We were debating those HPE DL325s with these as CDN servers at a few of our international sites. This is a timely review I’ll sent to the team
At least that answers whether we should get the DL325’s with 7262’s or 7302p’s
Thanks for doing these cheaper chips John
Missing is a comparison between the 7262 and its Ryzen counterparts. How does the cache and more RAM channels compare against its consumer counterparts ?
André – the Ryzen is a different class of product to the point that they are not replacements. It is not just cache and RAM channels, but also PCIe.

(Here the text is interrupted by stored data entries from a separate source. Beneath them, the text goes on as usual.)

//! Fixed 20-byte packet header.
//!
//! ```text
//! ┌──────────┬──────────┬──────────┬──────────┬──────────┐
//! │ Command  │ Length   │ Error    │ Extra 1  │ Extra 2  │
//! │ u32 LE   │ u32 LE   │ u32 LE   │ u32 LE   │ u32 LE   │
//! └──────────┴──────────┴──────────┴──────────┴──────────┘
//! ```
//!
//! `length` is the number of payload bytes that immediately follow.

use bytes::{Buf, BufMut};

/// Header size in bytes.
pub const HEADER_SIZE: usize = 20;

/// Well-known command values.
///
/// Any other value is reserved and carried through unchanged.
#[derive(Debug, Clone, Copy, PartialEq, Eq, Hash)]
#[repr(u32)]
pub enum Command {
    Default = 9,
    Ack = 1,
    Error = 2,
    ReadEof = 3,
    WriteClosed = 4,
}

impl TryFrom<u32> for Command {
    type Error = u32;

    fn try_from(value: u32) -> Result<Self, u32> {
        match value {
            9 => Ok(Command::Default),
            1 => Ok(Command::Ack),
            2 => Ok(Command::Error),
            3 => Ok(Command::ReadEof),
            4 => Ok(Command::WriteClosed),
            other => Err(other),
        }
    }
}

impl From<Command> for u32 {
    fn from(command: Command) -> u32 {
        command as u32
    }
}

/// Decoded packet header.
#[derive(Debug, Clone, Copy, PartialEq, Eq, Default)]
pub struct WireHeader {
    pub command: u32,
    /// Payload length in bytes.
    pub length: u32,
    pub error: u32,
    pub extra1: u32,
    pub extra2: u32,
}

impl WireHeader {
    /// Header for `command` carrying `length` payload bytes.
    pub fn new(command: Command, length: u32) -> Self {
        Self {
            command: command.into(),
            length,
            ..Self::default()
        }
    }

    /// The command as a known value, or `None` for reserved values.
    pub fn kind(&self) -> Option<Command> {
        Command::try_from(self.command).ok()
    }

    pub fn is(&self, command: Command) -> bool {
        self.command == u32::from(command)
    }

    /// Encode to the wire representation.
    pub fn to_bytes(&self) -> [u8; HEADER_SIZE] {
        let mut buf = [0u8; HEADER_SIZE];
        self.encode_into(&mut &mut buf[..]);
        buf
    }

    /// Append the wire representation to `dst`.
    pub fn encode_into<B: BufMut>(&self, dst: &mut B) {
        dst.put_u32_le(self.command);
        dst.put_u32_le(self.length);
        dst.put_u32_le(self.error);
        dst.put_u32_le(self.extra1);
        dst.put_u32_le(self.extra2);
    }

    /// Decode from exactly one header's worth of bytes.
    pub fn from_bytes(bytes: &[u8; HEADER_SIZE]) -> Self {
        let mut src = &bytes[..];
        Self {
            command: src.get_u32_le(),
            length: src.get_u32_le(),
            error: src.get_u32_le(),
            extra1: src.get_u32_le(),
            extra2: src.get_u32_le(),
        }
    }

    /// Decode from the front of `src`, or `None` if it is too short.
    pub fn decode(src: &[u8]) -> Option<Self> {
        let bytes: &[u8; HEADER_SIZE] = src.get(..HEADER_SIZE)?.try_into().ok()?;
        Some(Self::from_bytes(bytes))
    }
}
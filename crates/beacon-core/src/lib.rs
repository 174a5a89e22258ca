//! # beacon-core
//!
//! Foundation crate for the Beacon analytics pipeline.
//! Defines the event model, identity types, errors, config, collaborator
//! traits, and constants. Every other crate in the workspace depends on this.

pub mod config;
pub mod constants;
pub mod environment;
pub mod errors;
pub mod models;
pub mod traits;

// Re-export the most commonly used types at the crate root.
pub use config::{SiteConfig, SiteConfigDefaults, TrackerOptions};
pub use environment::{EnvironmentSnapshot, FingerprintAttributes, StaticEnvironment};
pub use errors::{BeaconError, BeaconResult};
pub use models::{
    ArbitraryData, DegradationEvent, EnrichedFields, Event, EventType, IdentityRecord, Scalar,
    SessionDescriptor, UserIdType,
};
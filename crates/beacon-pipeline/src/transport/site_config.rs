//! Site-configuration loading with timeout and failure defaults.

use std::sync::Arc;
use std::time::Duration;

use beacon_core::config::{SiteConfig, SiteConfigDefaults, SiteConfigFailure};
use beacon_core::traits::{SiteConfigFetchError, SiteConfigSource};
use tracing::{debug, warn};

/// The configuration in effect and, if it is a default, why.
#[derive(Debug, Clone, PartialEq)]
pub struct LoadedSiteConfig {
    pub config: SiteConfig,
    pub failure: Option<SiteConfigFailure>,
}

impl LoadedSiteConfig {
    pub fn is_default(&self) -> bool {
        self.failure.is_some()
    }
}

pub struct SiteConfigLoader {
    source: Arc<dyn SiteConfigSource>,
    defaults: SiteConfigDefaults,
    timeout: Duration,
}

impl SiteConfigLoader {
    pub fn new(source: Arc<dyn SiteConfigSource>, timeout: Duration) -> Self {
        Self {
            source,
            defaults: SiteConfigDefaults::default(),
            timeout,
        }
    }

    pub fn with_defaults(mut self, defaults: SiteConfigDefaults) -> Self {
        self.defaults = defaults;
        self
    }

    /// Fetch and parse. Never fails: every failure mode maps to its default.
    pub async fn load(&self, site_id: &str) -> LoadedSiteConfig {
        let fetched = tokio::time::timeout(self.timeout, self.source.fetch(site_id)).await;
        let failure = match fetched {
            Ok(Ok(body)) => match SiteConfig::parse(&body) {
                Ok(config) => {
                    debug!(site_id, enable_fingerprint = config.enable_fingerprint, "site config loaded");
                    return LoadedSiteConfig {
                        config,
                        failure: None,
                    };
                }
                Err(e) => {
                    warn!(site_id, error = %e, "site config malformed, using parse-failure default");
                    SiteConfigFailure::Malformed
                }
            },
            Ok(Err(SiteConfigFetchError::Network(reason))) => {
                warn!(site_id, reason = %reason, "site config unreachable, using network-failure default");
                SiteConfigFailure::Network
            }
            Ok(Err(SiteConfigFetchError::Timeout)) | Err(_) => {
                warn!(
                    site_id,
                    timeout_ms = u64::try_from(self.timeout.as_millis()).unwrap_or(u64::MAX),
                    "site config timed out, using network-failure default"
                );
                SiteConfigFailure::Timeout
            }
        };
        LoadedSiteConfig {
            config: self.defaults.for_failure(failure),
            failure: Some(failure),
        }
    }
}

impl std::fmt::Debug for SiteConfigLoader {
    fn fmt(&self, f: &mut std::fmt::Formatter<'_>) -> std::fmt::Result {
        f.debug_struct("SiteConfigLoader")
            .field("defaults", &self.defaults)
            .field("timeout", &self.timeout)
            .finish()
    }
}
// Single source of truth for all default values.

// --- Endpoints ---
pub const DEFAULT_API_BASE: &str = "https://events.data.platformance.io";
pub const DEFAULT_CONFIG_BASE: &str = "https://config.data.platformance.io";

// --- Delivery ---
pub const DEFAULT_MAX_RETRIES: u32 = 3;
pub const DEFAULT_SEND_TIMEOUT_MS: u64 = 5_000;

// --- Batching ---
pub const DEFAULT_BATCH_SIZE: usize = 10;
pub const DEFAULT_BATCH_TIMEOUT_MS: u64 = 1_000;

// --- Initialization ---
pub const DEFAULT_CONFIG_TIMEOUT_MS: u64 = 3_000;
pub const DEFAULT_STORAGE_TIMEOUT_MS: u64 = 3_000;
pub const DEFAULT_FINGERPRINT_TIMEOUT_MS: u64 = 3_000;
pub const DEFAULT_FINGERPRINT_REGION: &str = "eu";

// --- Site config failure defaults ---
pub const DEFAULT_FINGERPRINT_ON_PARSE_FAILURE: bool = false;
pub const DEFAULT_FINGERPRINT_ON_NETWORK_FAILURE: bool = true;

// --- Observability ---
pub const DEFAULT_DEBUG: bool = false;
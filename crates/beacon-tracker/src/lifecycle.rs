//! Tracker lifecycle states.

use serde::{Deserialize, Serialize};

/// Initialization progresses strictly forward through these states.
#[derive(Debug, Clone, Copy, PartialEq, Eq, Hash, Serialize, Deserialize)]
#[serde(rename_all = "snake_case")]
pub enum LifecycleState {
    Created,
    LoadingConfig,
    LoadingStorage,
    ResolvingIdentity,
    Ready,
    /// Ready with a throwaway session-scoped identity.
    ReadyFallback,
}

impl LifecycleState {
    /// Valid forward transitions.
    pub fn valid_next(&self) -> &'static [LifecycleState] {
        match self {
            Self::Created => &[Self::LoadingConfig],
            Self::LoadingConfig => &[Self::LoadingStorage],
            Self::LoadingStorage => &[Self::ResolvingIdentity],
            Self::ResolvingIdentity => &[Self::Ready, Self::ReadyFallback],
            Self::Ready | Self::ReadyFallback => &[],
        }
    }

    pub fn can_transition_to(&self, target: LifecycleState) -> bool {
        self.valid_next().contains(&target)
    }

    /// Whether the tracker accepts events in this state.
    pub fn is_ready(&self) -> bool {
        matches!(self, Self::Ready | Self::ReadyFallback)
    }

    pub fn name(&self) -> &'static str {
        match self {
            Self::Created => "created",
            Self::LoadingConfig => "loading_config",
            Self::LoadingStorage => "loading_storage",
            Self::ResolvingIdentity => "resolving_identity",
            Self::Ready => "ready",
            Self::ReadyFallback => "ready_fallback",
        }
    }
}

impl std::fmt::Display for LifecycleState {
    fn fmt(&self, f: &mut std::fmt::Formatter<'_>) -> std::fmt::Result {
        f.write_str(self.name())
    }
}
//! Process-wide routing of page commands to tracker mailboxes.

use std::collections::BTreeMap;
use std::sync::{Arc, Mutex, MutexGuard, OnceLock};

use beacon_core::errors::{BeaconResult, BridgeError};
use serde_json::Value;
use tracing::{debug, warn};

use crate::command::Command;
use crate::mailbox::Mailbox;

struct HeldCommand {
    /// `None` for a broadcast.
    target: Option<String>,
    command: Command,
}

#[derive(Default)]
struct RegistryState {
    mailboxes: BTreeMap<String, Arc<Mailbox>>,
    /// Commands that arrived before their recipient registered, in arrival order.
    held: Vec<HeldCommand>,
}

/// Routes commands by site identifier.
///
/// A targeted command goes to that instance's mailbox. An untargeted command
/// is broadcast to every registered instance. Either kind is held when its
/// recipient does not exist yet, and handed over on registration.
#[derive(Default)]
pub struct BridgeRegistry {
    state: Mutex<RegistryState>,
}

impl BridgeRegistry {
    pub fn new() -> Self {
        Self::default()
    }

    /// Create the mailbox for `site_id`, seeded with every command held for
    /// it and every held broadcast, in the order they arrived.
    pub fn register(&self, site_id: &str) -> BeaconResult<Arc<Mailbox>> {
        let mut state = self.lock();
        if state.mailboxes.contains_key(site_id) {
            return Err(BridgeError::AlreadyRegistered {
                site_id: site_id.to_string(),
            }
            .into());
        }

        let mailbox = Arc::new(Mailbox::new(site_id));
        let held = std::mem::take(&mut state.held);
        let mut handed_over = 0usize;
        for entry in held {
            // Broadcasts held before the first registration reach the first
            // instance only; later ones go live.
            if entry.target.as_deref().is_some_and(|target| target != site_id) {
                state.held.push(entry);
                continue;
            }
            match mailbox.enqueue(entry.command) {
                Ok(()) => handed_over += 1,
                Err(command) => state.held.push(HeldCommand {
                    target: entry.target,
                    command,
                }),
            }
        }
        state
            .mailboxes
            .insert(site_id.to_string(), Arc::clone(&mailbox));
        debug!(site_id, handed_over, "bridge: mailbox registered");
        Ok(mailbox)
    }

    /// Remove `mailbox` and close it. Commands it still buffered go back
    /// to the holding area for the next registration of the same site.
    ///
    /// A newer mailbox registered under the same site is left alone.
    /// Returns how many commands were held again.
    pub fn release(&self, mailbox: &Arc<Mailbox>) -> usize {
        let site_id = mailbox.site_id();
        let mut state = self.lock();
        if state
            .mailboxes
            .get(site_id)
            .is_some_and(|current| Arc::ptr_eq(current, mailbox))
        {
            state.mailboxes.remove(site_id);
        }
        let buffered = mailbox.close();
        let returned = buffered.len();
        state.held.extend(buffered.into_iter().map(|command| HeldCommand {
            target: Some(site_id.to_string()),
            command,
        }));
        debug!(site_id, returned, "bridge: mailbox released");
        returned
    }

    pub fn mailbox(&self, site_id: &str) -> Option<Arc<Mailbox>> {
        self.lock().mailboxes.get(site_id).cloned()
    }

    pub fn site_ids(&self) -> Vec<String> {
        self.lock().mailboxes.keys().cloned().collect()
    }

    /// Commands held for `target` (`None` counts held broadcasts).
    pub fn held_count(&self, target: Option<&str>) -> usize {
        self.lock()
            .held
            .iter()
            .filter(|entry| entry.target.as_deref() == target)
            .count()
    }

    /// Route a command. Execution, if any, happens outside the registry lock.
    pub fn dispatch(&self, command: Command, target: Option<&str>) {
        let recipients: Vec<Arc<Mailbox>> = {
            let mut state = self.lock();
            let recipients: Vec<Arc<Mailbox>> = match target {
                Some(site_id) => state.mailboxes.get(site_id).cloned().into_iter().collect(),
                None => state.mailboxes.values().cloned().collect(),
            };
            if recipients.is_empty() {
                debug!(target = ?target, action = command.action().as_str(), "bridge: holding command");
                state.held.push(HeldCommand {
                    target: target.map(str::to_string),
                    command,
                });
                return;
            }
            recipients
        };

        let Some((last, rest)) = recipients.split_last() else {
            return;
        };
        for mailbox in rest {
            self.deliver(mailbox, command.clone());
        }
        self.deliver(last, command);
    }

    /// Keep a command until `target` (or, for a broadcast, any instance)
    /// registers.
    pub fn hold(&self, command: Command, target: Option<&str>) {
        debug!(target = ?target, action = command.action().as_str(), "bridge: holding command");
        self.lock().held.push(HeldCommand {
            target: target.map(str::to_string),
            command,
        });
    }

    /// A mailbox closed after it was picked as a recipient: keep the command
    /// for that site's next registration.
    fn deliver(&self, mailbox: &Mailbox, command: Command) {
        if let Err(command) = mailbox.enqueue(command) {
            self.hold(command, Some(mailbox.site_id()));
        }
    }

    /// Parse and route an untyped page command. Malformed commands are
    /// reported and dropped.
    pub fn push(
        &self,
        action: &str,
        argument: Value,
        data: Option<Value>,
        target: Option<&str>,
    ) -> BeaconResult<()> {
        match Command::from_raw(action, argument, data) {
            Ok(command) => {
                self.dispatch(command, target);
                Ok(())
            }
            Err(e) => {
                warn!(action, error = %e, "bridge: rejected command");
                Err(e)
            }
        }
    }

    fn lock(&self) -> MutexGuard<'_, RegistryState> {
        self.state.lock().unwrap_or_else(|poisoned| poisoned.into_inner())
    }
}

impl std::fmt::Debug for BridgeRegistry {
    fn fmt(&self, f: &mut std::fmt::Formatter<'_>) -> std::fmt::Result {
        let state = self.lock();
        f.debug_struct("BridgeRegistry")
            .field("sites", &state.mailboxes.keys().collect::<Vec<_>>())
            .field("held", &state.held.len())
            .finish()
    }
}

/// The registry shared by every tracker in the process.
pub fn global() -> Arc<BridgeRegistry> {
    static GLOBAL: OnceLock<Arc<BridgeRegistry>> = OnceLock::new();
    Arc::clone(GLOBAL.get_or_init(|| Arc::new(BridgeRegistry::new())))
}
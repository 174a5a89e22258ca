use crate::environment::{EnvironmentSnapshot, FingerprintAttributes};
use crate::errors::BeaconResult;

/// Source of page and device metadata.
pub trait Environment: Send + Sync {
    /// Current page metadata, read fresh on every call.
    fn snapshot(&self) -> EnvironmentSnapshot;

    /// Attributes for local identifier derivation.
    fn fingerprint_attributes(&self) -> BeaconResult<FingerprintAttributes>;

    /// Whether the page is currently visible.
    fn is_visible(&self) -> bool {
        self.snapshot().visible
    }
}
//! Collector wire format.
//!
//! The body carries the timestamp and every enriched field at the top level.
//! `event_type` travels in the URL and `retry_count` stays local. Custom data
//! is stringified under [`ARBITRARY_DATA_FIELD`] so it can never shadow a
//! reserved field.

use beacon_core::constants::ARBITRARY_DATA_FIELD;
use beacon_core::errors::BeaconResult;
use beacon_core::models::{Event, EventType};
use chrono::SecondsFormat;
use serde_json::{Map, Value};

pub const TIMESTAMP_FIELD: &str = "timestamp";

/// Build the JSON object posted for `event`.
pub fn encode(event: &Event) -> BeaconResult<Map<String, Value>> {
    let mut body = Map::new();
    for (key, value) in &event.enriched_fields {
        body.insert(key.clone(), serde_json::to_value(value)?);
    }
    body.insert(
        TIMESTAMP_FIELD.to_string(),
        Value::String(
            event
                .timestamp
                .to_rfc3339_opts(SecondsFormat::Millis, true),
        ),
    );
    if !event.arbitrary_data.is_empty() {
        body.insert(
            ARBITRARY_DATA_FIELD.to_string(),
            Value::String(serde_json::to_string(&event.arbitrary_data)?),
        );
    }
    Ok(body)
}

/// Serialized request body for `event`.
pub fn encode_body(event: &Event) -> BeaconResult<String> {
    Ok(serde_json::to_string(&encode(event)?)?)
}

/// `{api_base}/sites/{site_id}/events/{event_type}`
pub fn event_url(api_base: &str, site_id: &str, event_type: &EventType) -> String {
    format!(
        "{}/sites/{}/events/{}",
        api_base.trim_end_matches('/'),
        site_id,
        event_type.as_str()
    )
}
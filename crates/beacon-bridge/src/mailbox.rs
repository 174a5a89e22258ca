//! Per-instance command mailbox.
//!
//! Buffering until `drain_and_replay`, live afterwards, closed once its
//! tracker is gone. The lock is never held while a command executes, so a
//! handler may push new commands into its own mailbox while the buffer is
//! being replayed.

use std::collections::VecDeque;
use std::sync::{Arc, Mutex, MutexGuard};

use beacon_core::errors::{BeaconResult, BridgeError};
use tracing::debug;

use crate::command::{Command, CommandHandler};

enum MailboxState {
    Buffering(VecDeque<Command>),
    Live(Arc<dyn CommandHandler>),
    Closed,
}

/// Commands addressed to one tracker instance.
pub struct Mailbox {
    site_id: String,
    state: Mutex<MailboxState>,
}

impl Mailbox {
    pub fn new(site_id: impl Into<String>) -> Self {
        Self {
            site_id: site_id.into(),
            state: Mutex::new(MailboxState::Buffering(VecDeque::new())),
        }
    }

    pub fn site_id(&self) -> &str {
        &self.site_id
    }

    /// Buffer the command, or run it right away once live.
    ///
    /// A closed mailbox hands the command back.
    pub fn enqueue(&self, command: Command) -> Result<(), Command> {
        let handler = {
            let mut state = self.lock();
            match &mut *state {
                MailboxState::Buffering(buffer) => {
                    buffer.push_back(command);
                    return Ok(());
                }
                MailboxState::Live(handler) => Arc::clone(handler),
                MailboxState::Closed => return Err(command),
            }
        };
        handler.handle(command);
        Ok(())
    }

    /// Replay every buffered command in arrival order, then go live.
    ///
    /// Commands enqueued during the replay are appended to the buffer and
    /// replayed in the same pass, so none is lost, duplicated or reordered.
    /// Returns the number of commands replayed.
    pub fn drain_and_replay(&self, handler: Arc<dyn CommandHandler>) -> BeaconResult<usize> {
        let mut replayed = 0;
        loop {
            let batch = {
                let mut state = self.lock();
                match &mut *state {
                    MailboxState::Closed => {
                        return Err(BridgeError::Closed {
                            site_id: self.site_id.clone(),
                        }
                        .into());
                    }
                    MailboxState::Live(_) => {
                        if replayed == 0 {
                            return Err(BridgeError::AlreadyReplayed {
                                site_id: self.site_id.clone(),
                            }
                            .into());
                        }
                        // Only reachable if another caller raced us to Live.
                        return Ok(replayed);
                    }
                    MailboxState::Buffering(buffer) if buffer.is_empty() => {
                        *state = MailboxState::Live(Arc::clone(&handler));
                        debug!(site_id = %self.site_id, replayed, "bridge: mailbox live");
                        return Ok(replayed);
                    }
                    MailboxState::Buffering(buffer) => std::mem::take(buffer),
                }
            };
            for command in batch {
                handler.handle(command);
                replayed += 1;
            }
        }
    }

    /// Stop accepting commands. Returns whatever was still buffered, in
    /// arrival order; empty if the mailbox had gone live.
    pub fn close(&self) -> Vec<Command> {
        let previous = std::mem::replace(&mut *self.lock(), MailboxState::Closed);
        match previous {
            MailboxState::Buffering(buffer) => buffer.into(),
            MailboxState::Live(_) | MailboxState::Closed => Vec::new(),
        }
    }

    pub fn is_live(&self) -> bool {
        matches!(&*self.lock(), MailboxState::Live(_))
    }

    pub fn is_closed(&self) -> bool {
        matches!(&*self.lock(), MailboxState::Closed)
    }

    /// Commands waiting for replay.
    pub fn pending(&self) -> usize {
        match &*self.lock() {
            MailboxState::Buffering(buffer) => buffer.len(),
            MailboxState::Live(_) | MailboxState::Closed => 0,
        }
    }

    fn lock(&self) -> MutexGuard<'_, MailboxState> {
        // A panicking handler never runs under this lock, so the state is
        // consistent even when poisoned.
        self.state.lock().unwrap_or_else(|poisoned| poisoned.into_inner())
    }
}

impl std::fmt::Debug for Mailbox {
    fn fmt(&self, f: &mut std::fmt::Formatter<'_>) -> std::fmt::Result {
        f.debug_struct("Mailbox")
            .field("site_id", &self.site_id)
            .field("live", &self.is_live())
            .field("closed", &self.is_closed())
            .field("pending", &self.pending())
            .finish()
    }
}
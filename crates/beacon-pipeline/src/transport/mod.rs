//! HTTP clients for the collector and the site-configuration service.

pub mod http_client;
pub mod site_config;

pub use http_client::{HttpSiteConfigSource, HttpTransport};
pub use site_config::{LoadedSiteConfig, SiteConfigLoader};
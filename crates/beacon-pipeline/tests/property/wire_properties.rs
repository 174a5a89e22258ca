//! Wire payload properties over generated events.

use beacon_core::models::{Event, EventType};
use beacon_pipeline::wire;
use proptest::prelude::*;
use serde_json::{Map, Value};

proptest! {
    #[test]
    fn arbitrary_data_survives_stringification(
        entries in proptest::collection::btree_map("[a-z_]{1,10}", ".{0,24}", 1..8),
        numbers in proptest::collection::btree_map("[A-Z]{1,6}", any::<i64>(), 0..4),
    ) {
        let mut data = Map::new();
        for (k, v) in &entries {
            data.insert(k.clone(), Value::String(v.clone()));
        }
        for (k, v) in &numbers {
            data.insert(k.clone(), Value::from(*v));
        }
        let event = Event::new(EventType::Click).with_data(data.clone());

        let body = wire::encode(&event).unwrap();
        let raw = body["arbitrary_data"].as_str().unwrap();
        let decoded: Map<String, Value> = serde_json::from_str(raw).unwrap();
        prop_assert_eq!(decoded, data);
    }

    #[test]
    fn enriched_fields_are_flattened(
        fields in proptest::collection::btree_map("browser_[a-z]{1,10}", ".{0,16}", 0..10),
    ) {
        let mut event = Event::new(EventType::Engagement);
        for (k, v) in &fields {
            event.enrich(k.clone(), v.clone());
        }
        let body = wire::encode(&event).unwrap();
        prop_assert_eq!(body.len(), fields.len() + 1);
        for (k, v) in &fields {
            prop_assert_eq!(&body[k], &Value::String(v.clone()));
        }
    }
}
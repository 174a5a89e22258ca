//! Tracker handle and lifecycle controller.

use std::sync::atomic::{AtomicBool, Ordering};
use std::sync::{Arc, Mutex, MutexGuard, OnceLock, RwLock, Weak};

use beacon_bridge::{BridgeRegistry, Command, CommandHandler, Mailbox};
use beacon_core::config::SiteConfig;
use beacon_core::errors::{BeaconError, BeaconResult, StorageError};
use beacon_core::models::{
    ArbitraryData, DegradationEvent, EnrichedFields, Event, EventType, IdentityRecord,
    SessionDescriptor,
};
use beacon_core::traits::{
    CrossTabStorage, Environment, EventTransport, FingerprintProvider, SiteConfigSource,
};
use beacon_core::{StaticEnvironment, TrackerOptions};
use beacon_identity::IdentityResolver;
use beacon_observability::tracing_setup::events;
use beacon_observability::DegradationTracker;
use beacon_pipeline::{
    BatchPolicy, Batcher, DeliveryEngine, DeliverySettings, HttpSiteConfigSource, HttpTransport,
    SiteConfigLoader,
};
use serde_json::{Map, Value};
use tracing::{debug, info, warn};

use crate::enrichment::browser_fields;
use crate::impression::FirstImpressionLatch;
use crate::lifecycle::LifecycleState;
use crate::signals::PageSignal;

/// Collects a tracker's collaborators. Anything not supplied gets the
/// production implementation.
pub struct TrackerBuilder {
    site_id: String,
    options: TrackerOptions,
    environment: Option<Arc<dyn Environment>>,
    storage: Option<Arc<dyn CrossTabStorage>>,
    fingerprint: Option<Arc<dyn FingerprintProvider>>,
    site_config_source: Option<Arc<dyn SiteConfigSource>>,
    transport: Option<Arc<dyn EventTransport>>,
    registry: Option<Arc<BridgeRegistry>>,
}
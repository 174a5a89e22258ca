/// Identity resolution errors.
#[derive(Debug, thiserror::Error)]
pub enum IdentityError {
    #[error("fingerprint provider failed to load: {reason}")]
    FingerprintLoadFailed { reason: String },

    #[error("fingerprint lookup failed: {reason}")]
    FingerprintFailed { reason: String },

    #[error("environment attributes unavailable: {reason}")]
    EnvironmentUnavailable { reason: String },

    #[error("all identity sources exhausted: {reason}")]
    Exhausted { reason: String },
}
use std::fmt;

use serde::{Deserialize, Serialize};

use crate::constants::CUSTOM_EVENT_PREFIX;
use crate::errors::{BeaconError, BeaconResult};

/// Kind of a tracked event.
///
/// Built-in kinds map to fixed wire names. Anything else is a custom event,
/// always stored with the `custom_` prefix.
#[derive(Debug, Clone, PartialEq, Eq, Hash, Serialize, Deserialize)]
#[serde(try_from = "String", into = "String")]
pub enum EventType {
    SessionStart,
    Impression,
    ViewableImpression,
    Engagement,
    Click,
    Exit,
    Close,
    SessionEnd,
    Custom(String),
}

impl EventType {
    /// Every built-in kind, in declaration order.
    pub const BUILT_IN: [EventType; 8] = [
        EventType::SessionStart,
        EventType::Impression,
        EventType::ViewableImpression,
        EventType::Engagement,
        EventType::Click,
        EventType::Exit,
        EventType::Close,
        EventType::SessionEnd,
    ];

    /// Validate and normalize a caller-supplied event name.
    pub fn parse(raw: &str) -> BeaconResult<Self> {
        let valid = !raw.is_empty()
            && raw
                .chars()
                .all(|c| c.is_ascii_alphanumeric() || c == '_' || c == '-');
        if !valid {
            return Err(BeaconError::InvalidEventType {
                event_type: raw.to_string(),
            });
        }

        if let Some(built_in) = Self::BUILT_IN.iter().find(|t| t.as_str() == raw) {
            return Ok(built_in.clone());
        }

        if raw.starts_with(CUSTOM_EVENT_PREFIX) {
            Ok(EventType::Custom(raw.to_string()))
        } else {
            Ok(EventType::Custom(format!("{CUSTOM_EVENT_PREFIX}{raw}")))
        }
    }

    /// Wire name of this event kind.
    pub fn as_str(&self) -> &str {
        match self {
            EventType::SessionStart => "session_start",
            EventType::Impression => "impression",
            EventType::ViewableImpression => "viewable_impression",
            EventType::Engagement => "engagement",
            EventType::Click => "click",
            EventType::Exit => "exit",
            EventType::Close => "close",
            EventType::SessionEnd => "session_end",
            EventType::Custom(name) => name,
        }
    }
}

impl fmt::Display for EventType {
    fn fmt(&self, f: &mut fmt::Formatter<'_>) -> fmt::Result {
        f.write_str(self.as_str())
    }
}

impl TryFrom<String> for EventType {
    type Error = BeaconError;

    fn try_from(value: String) -> Result<Self, Self::Error> {
        EventType::parse(&value)
    }
}

impl From<EventType> for String {
    fn from(value: EventType) -> Self {
        value.as_str().to_string()
    }
}

#[cfg(test)]
mod tests {
    use super::*;

    #[test]
    fn built_in_names_round_trip() {
        for kind in EventType::BUILT_IN.iter() {
            assert_eq!(&EventType::parse(kind.as_str()).unwrap(), kind);
        }
    }

    #[test]
    fn custom_names_gain_prefix_once() {
        assert_eq!(
            EventType::parse("signup").unwrap(),
            EventType::Custom("custom_signup".into())
        );
        assert_eq!(
            EventType::parse("custom_signup").unwrap(),
            EventType::Custom("custom_signup".into())
        );
    }

    #[test]
    fn malformed_names_are_rejected() {
        for raw in ["", "has space", "a/b", "ünïcode"] {
            assert!(
                matches!(
                    EventType::parse(raw),
                    Err(BeaconError::InvalidEventType { .. })
                ),
                "{raw:?} should be rejected"
            );
        }
    }
}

More importantly, you can get an EPYC server from Dell, HPE, Lenovo, Supermicro but you cannot get a Ryzen server from the big server players.
Unfortunately all tests does not show any advantage of 128MB cache in this cpu. Pity that you don’t have some memory intensive test(s) which would show the advantage of 128MB cache versus 23MB in 7232P. Otherwise 7262 looks as great chip thanks to its huge cache and 3.4GHz max top speed, which is max top speed also of its more expensive siblings.
Just used ‘openssl speed rsa2048’ on my desktop machine (Ryzen 7 3800X) and got:
2090.9 sign/s
72774.1 verify/s
# openssl speed -multi 16 rsa2048
17079.6 sign/s
571428.6 verify/s
Where this cpu is going to shine, is not so much in multithreading, but multitasking. with several very lightly or single threaded apps running at once. Then watch this CPU tear Xeon’s a new hole even more than it already does. And it will pull away much further away from its single socket counterpart.
Hey Pat, just finished reading your article and decided to order an Asrock EPYCD8 MB to pair with the 7262. Do you know if non-ECC memory will work in a server board that requires ECC memory? Figured I’d use what memory I currently have until I could purchase ECC.
Patrick’s GeekBench for this system: https://browser.geekbench.com/v5/cpu/22448
single socket capable?
Single and dual-socket capable, but it does not have the special P series pricing for single sockets
When comparing the 7262 with 7272 and 7282 you forgot about the per socket memory bandwidth (you actually have your own article about it).
Bottom line: the 7262 is the only “entry level” CPU for high throughput streaming content or high performance network file serving (or both). That’s actually quite a unique position coupled with 2xCPU option.